** Data for processing follows **

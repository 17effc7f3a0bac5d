//! LED-Matrix-Engine (5×5)
//!
//! Verwaltet den Display-Puffer des HT16K33, Icons, Einzelpixel und die
//! Laufschrift. Busbefehle (Helligkeit, Blinken) werden vorgemerkt und erst
//! im Tick-Kontext übertragen.

use heapless::String;

use crate::effect::Cycles;
use crate::font::{self, GLYPH_ADVANCE, GLYPH_HEIGHT, GLYPH_WIDTH};
use crate::icons::{Icon, IconError};
use crate::traits::MatrixBus;

pub const MATRIX_SIZE: usize = 5;
/// Zeilen im Display-RAM des HT16K33
pub const MATRIX_ROWS: usize = 8;
pub const TEXT_CAPACITY: usize = 64;

pub const MIN_BRIGHTNESS: u8 = 1;
pub const MAX_BRIGHTNESS: u8 = 15;
pub const DEFAULT_BRIGHTNESS: u8 = 10;
/// Laufschrift rückt jeden dritten Tick eine Spalte weiter
pub const DEFAULT_SCROLL_DIVISOR: u32 = 3;
/// Startposition der Laufschrift (rechts außerhalb)
const SCROLL_START: i16 = 4;

/// Display-RAM: acht Zeilen à 16 Bit
pub type MatrixBuffer = [u16; MATRIX_ROWS];

#[derive(Debug, Clone, Copy, PartialEq, Eq)]
#[cfg_attr(feature = "defmt", derive(defmt::Format))]
pub enum BlinkRate {
    Static = 0,
    TwoHz = 1,
    OneHz = 2,
    HalfHz = 3,
}

impl BlinkRate {
    /// Unbekannte Codes schalten das Blinken ab
    pub fn from_code(code: i32) -> Self {
        match code {
            1 => BlinkRate::TwoHz,
            2 => BlinkRate::OneHz,
            3 => BlinkRate::HalfHz,
            _ => BlinkRate::Static,
        }
    }
}

#[derive(Debug, Clone, Copy, PartialEq, Eq, Default)]
#[cfg_attr(feature = "defmt", derive(defmt::Format))]
pub enum Rotation {
    #[default]
    R0,
    R90,
    R180,
    R270,
}

impl Rotation {
    pub fn from_code(code: u8) -> Self {
        match code % 4 {
            1 => Rotation::R90,
            2 => Rotation::R180,
            3 => Rotation::R270,
            _ => Rotation::R0,
        }
    }
}

/// Logische Koordinate → (Bit, Zeile) im Display-RAM
///
/// Die Matrix ist gespiegelt verdrahtet: Spalten laufen über die RAM-Zeilen.
pub fn transform(x: usize, y: usize, rotation: Rotation) -> (usize, usize) {
    let x1 = 4 - x;
    let y1 = y;
    match rotation {
        Rotation::R0 => (y1, x1),
        Rotation::R90 => (4 - x1, y1),
        Rotation::R180 => (4 - y1, 4 - x1),
        Rotation::R270 => (x1, 4 - y1),
    }
}

/// Display-Puffer mit Rotation
#[derive(Debug, Clone, Copy, Default)]
struct Frame {
    rows: MatrixBuffer,
    rotation: Rotation,
}

impl Frame {
    fn clear(&mut self) {
        self.rows = [0; MATRIX_ROWS];
    }

    fn set(&mut self, x: usize, y: usize, on: bool) {
        if x >= MATRIX_SIZE || y >= MATRIX_SIZE {
            return;
        }
        let (bit, row) = transform(x, y, self.rotation);
        if on {
            self.rows[row] |= 1 << bit;
        } else {
            self.rows[row] &= !(1 << bit);
        }
    }

    fn get(&self, x: usize, y: usize) -> bool {
        if x >= MATRIX_SIZE || y >= MATRIX_SIZE {
            return false;
        }
        let (bit, row) = transform(x, y, self.rotation);
        self.rows[row] & (1 << bit) != 0
    }

    fn draw_icon(&mut self, icon: &Icon) {
        self.clear();
        for y in 0..MATRIX_SIZE {
            for x in 0..MATRIX_SIZE {
                if icon.is_set(x, y) {
                    self.set(x, y, true);
                }
            }
        }
    }

    /// Zeichnet den Text ab Spalte `offset` (darf negativ sein)
    fn draw_text(&mut self, text: &str, offset: i16) {
        let mut x0 = offset;
        for c in text.chars() {
            if x0 >= MATRIX_SIZE as i16 {
                break;
            }
            if x0 + GLYPH_WIDTH as i16 > 0 {
                let glyph = font::glyph(c);
                for row in 0..GLYPH_HEIGHT {
                    for col in 0..GLYPH_WIDTH {
                        let x = x0 + col as i16;
                        if x >= 0 && font::is_set(&glyph, col, row) {
                            self.set(x as usize, row, true);
                        }
                    }
                }
            }
            x0 += GLYPH_ADVANCE;
        }
    }
}

#[derive(Debug, Clone, PartialEq, Eq)]
struct Scroll {
    text: String<TEXT_CAPACITY>,
    passes: Cycles,
    offset: i16,
}

#[derive(Debug, Clone, PartialEq, Eq)]
enum Mode {
    /// Icon, Pixel oder leer; `remaining` in Zehntelsekunden
    Static { remaining: Cycles },
    Scroll(Scroll),
}

pub struct MatrixEngine {
    frame: Frame,
    dirty: bool,
    mode: Mode,
    scroll_divisor: u32,
    brightness: u8,
    pending_brightness: Option<u8>,
    pending_blink: Option<BlinkRate>,
    id_showing: bool,
}

impl Default for MatrixEngine {
    fn default() -> Self {
        Self::new()
    }
}

impl MatrixEngine {
    pub fn new() -> Self {
        Self {
            frame: Frame::default(),
            dirty: true,
            mode: Mode::Static { remaining: Cycles::Remaining(0) },
            scroll_divisor: DEFAULT_SCROLL_DIVISOR,
            brightness: DEFAULT_BRIGHTNESS,
            pending_brightness: None,
            pending_blink: None,
            id_showing: false,
        }
    }

    // ========================================================================
    // Foreground-API
    // ========================================================================

    /// Startet eine Laufschrift mit `passes` Durchläufen
    ///
    /// Ein einzelnes Zeichen wird statt zu scrollen mittig angezeigt.
    pub fn write_text(&mut self, text: &str, passes: Cycles) {
        self.id_showing = false;
        self.pending_blink = Some(BlinkRate::Static);
        if text.is_empty() {
            self.clear();
            return;
        }

        let mut stored = String::new();
        for c in text.chars() {
            if stored.push(c).is_err() {
                warn!("MATRIX: Text truncated to {} bytes", TEXT_CAPACITY);
                break;
            }
        }
        self.mode = Mode::Scroll(Scroll {
            text: stored,
            passes,
            offset: SCROLL_START,
        });
    }

    /// Aktuelle Laufschrift ("" wenn keine)
    pub fn text(&self) -> &str {
        match &self.mode {
            Mode::Scroll(scroll) => scroll.text.as_str(),
            Mode::Static { .. } => "",
        }
    }

    /// Horizontale Position der Laufschrift
    pub fn scroll_offset(&self) -> Option<i16> {
        match &self.mode {
            Mode::Scroll(scroll) => Some(scroll.offset),
            Mode::Static { .. } => None,
        }
    }

    /// Alle Durchläufe der Laufschrift bzw. die Icon-Dauer abgeschlossen?
    pub fn text_done(&self) -> bool {
        match &self.mode {
            Mode::Scroll(scroll) => scroll.passes.is_done(),
            Mode::Static { remaining } => remaining.is_done(),
        }
    }

    /// Zeichnet ein Icon im Hex- oder Binärformat
    pub fn draw_icon(&mut self, text: &str) -> Result<(), IconError> {
        let icon = Icon::parse(text)?;
        self.show_icon(&icon);
        Ok(())
    }

    /// Zeichnet ein 25-Bit-Icon (Bit 24 = oben links)
    pub fn draw_icon_bits(&mut self, bits: u32) {
        self.show_icon(&Icon::from_bits(bits));
    }

    fn show_icon(&mut self, icon: &Icon) {
        self.id_showing = false;
        self.frame.draw_icon(icon);
        self.dirty = true;
        self.pending_blink = Some(icon.blink.unwrap_or(BlinkRate::Static));
        self.mode = Mode::Static {
            remaining: icon.duration.unwrap_or(Cycles::Forever),
        };
    }

    pub fn set_pixel(&mut self, x: usize, y: usize, on: bool) {
        self.enter_static();
        self.frame.set(x, y, on);
        self.dirty = true;
    }

    pub fn get_pixel(&self, x: usize, y: usize) -> bool {
        self.frame.get(x, y)
    }

    pub fn clear(&mut self) {
        self.id_showing = false;
        self.frame.clear();
        self.dirty = true;
        self.mode = Mode::Static { remaining: Cycles::Remaining(0) };
    }

    /// Fortschrittsanzeige beim Booten: Pixel `i` leuchtet, solange `status < i`
    pub fn show_status(&mut self, status: u8) {
        if self.id_showing {
            return;
        }
        self.enter_static();
        for i in 0..MATRIX_SIZE * MATRIX_SIZE {
            self.frame.set(i % MATRIX_SIZE, i / MATRIX_SIZE, usize::from(status) < i);
        }
        self.dirty = true;
    }

    /// Zeigt die 6-stellige Board-ID als Bitmuster
    ///
    /// Ziffern 0..4 belegen die Zeilen 0..4 (Spalten 0..3), Ziffer 5 die
    /// Spalte 4 (Zeilen 0..3).
    pub fn show_id(&mut self, id: u32) {
        self.clear();
        self.mode = Mode::Static { remaining: Cycles::Forever };
        for digit in 0..6 {
            let nibble = (id >> (4 * (5 - digit))) & 0xF;
            for bit in 0..4 {
                let on = nibble & (1 << (3 - bit)) != 0;
                if digit < 5 {
                    self.frame.set(bit, digit, on);
                } else {
                    self.frame.set(4, bit, on);
                }
            }
        }
        self.frame.set(4, 4, false);
        self.id_showing = true;
    }

    pub fn is_id_showing(&self) -> bool {
        self.id_showing
    }

    /// Helligkeit 1..=15, wird im nächsten Tick übertragen
    pub fn set_brightness(&mut self, level: u8) {
        let level = level.clamp(MIN_BRIGHTNESS, MAX_BRIGHTNESS);
        self.brightness = level;
        self.pending_brightness = Some(level);
    }

    pub fn brightness(&self) -> u8 {
        self.brightness
    }

    pub fn set_blink_rate(&mut self, rate: BlinkRate) {
        self.pending_blink = Some(rate);
    }

    /// Geschwindigkeit 1 (langsam) ..= 10 (schnell)
    pub fn set_scroll_speed(&mut self, speed: u8) {
        let speed = speed.clamp(1, 10);
        self.scroll_divisor = 11 - u32::from(speed);
    }

    pub fn scroll_divisor(&self) -> u32 {
        self.scroll_divisor
    }

    /// Dreht die Anzeige; der aktuelle Inhalt wird übernommen
    pub fn set_rotation(&mut self, rotation: Rotation) {
        let mut rotated = Frame { rows: [0; MATRIX_ROWS], rotation };
        for y in 0..MATRIX_SIZE {
            for x in 0..MATRIX_SIZE {
                rotated.set(x, y, self.frame.get(x, y));
            }
        }
        self.frame = rotated;
        self.dirty = true;
    }

    pub fn rotation(&self) -> Rotation {
        self.frame.rotation
    }

    /// Roher Display-Puffer (wie er auf den Bus geschrieben wird)
    pub fn buffer(&self) -> &MatrixBuffer {
        &self.frame.rows
    }

    fn enter_static(&mut self) {
        if !matches!(self.mode, Mode::Static { remaining: Cycles::Forever }) {
            if matches!(self.mode, Mode::Scroll(_)) {
                self.frame.clear();
            }
            self.mode = Mode::Static { remaining: Cycles::Forever };
        }
    }

    // ========================================================================
    // Tick-Kontext
    // ========================================================================

    /// Ein Tick: vorgemerkte Busbefehle, Laufschrift/Icon-Dauer, Flush
    pub fn advance<B: MatrixBus>(&mut self, tick: u32, bus: &mut B) {
        self.apply_pending(bus);

        match &mut self.mode {
            Mode::Scroll(scroll) if !scroll.passes.is_done() => {
                if scroll.text.chars().nth(1).is_none() {
                    self.frame.clear();
                    self.frame.draw_text(&scroll.text, 1);
                    scroll.passes = Cycles::Remaining(0);
                    self.dirty = true;
                } else if tick % self.scroll_divisor == 0 {
                    self.frame.clear();
                    self.frame.draw_text(&scroll.text, scroll.offset);
                    scroll.offset -= 1;
                    let width = scroll.text.chars().count() as i16 * GLYPH_ADVANCE;
                    if scroll.offset < -width {
                        scroll.offset = SCROLL_START;
                        scroll.passes.decrement();
                    }
                    self.dirty = true;
                }
            }
            Mode::Scroll(_) => {}
            Mode::Static { remaining } => {
                if tick % 2 == 0 && matches!(remaining, Cycles::Remaining(n) if *n > 0) {
                    remaining.decrement();
                    if remaining.is_done() {
                        self.frame.clear();
                        self.dirty = true;
                    }
                }
            }
        }

        if self.dirty {
            match bus.write_display(&self.frame.rows) {
                Ok(()) => self.dirty = false,
                Err(_) => warn!("MATRIX: Display write failed"),
            }
        }
    }

    fn apply_pending<B: MatrixBus>(&mut self, bus: &mut B) {
        if let Some(level) = self.pending_brightness {
            match bus.set_brightness(level) {
                Ok(()) => self.pending_brightness = None,
                Err(_) => warn!("MATRIX: Brightness command failed"),
            }
        }
        if let Some(rate) = self.pending_blink {
            match bus.set_blink_rate(rate) {
                Ok(()) => self.pending_blink = None,
                Err(_) => warn!("MATRIX: Blink command failed"),
            }
        }
    }
}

** End of Data for processing **

■ **What to work on**
Lines after the one containing "use crate::effect::Cycles;" are left out; every line from the start of the entries through that line is restated word for word.

■ **Response to this task**
repository 17effc7f3a0bac5d
//! LED-Matrix-Engine (5×5)
//!
//! Verwaltet den Display-Puffer des HT16K33, Icons, Einzelpixel und die
//! Laufschrift. Busbefehle (Helligkeit, Blinken) werden vorgemerkt und erst
//! im Tick-Kontext übertragen.

use heapless::String;

use crate::effect::Cycles;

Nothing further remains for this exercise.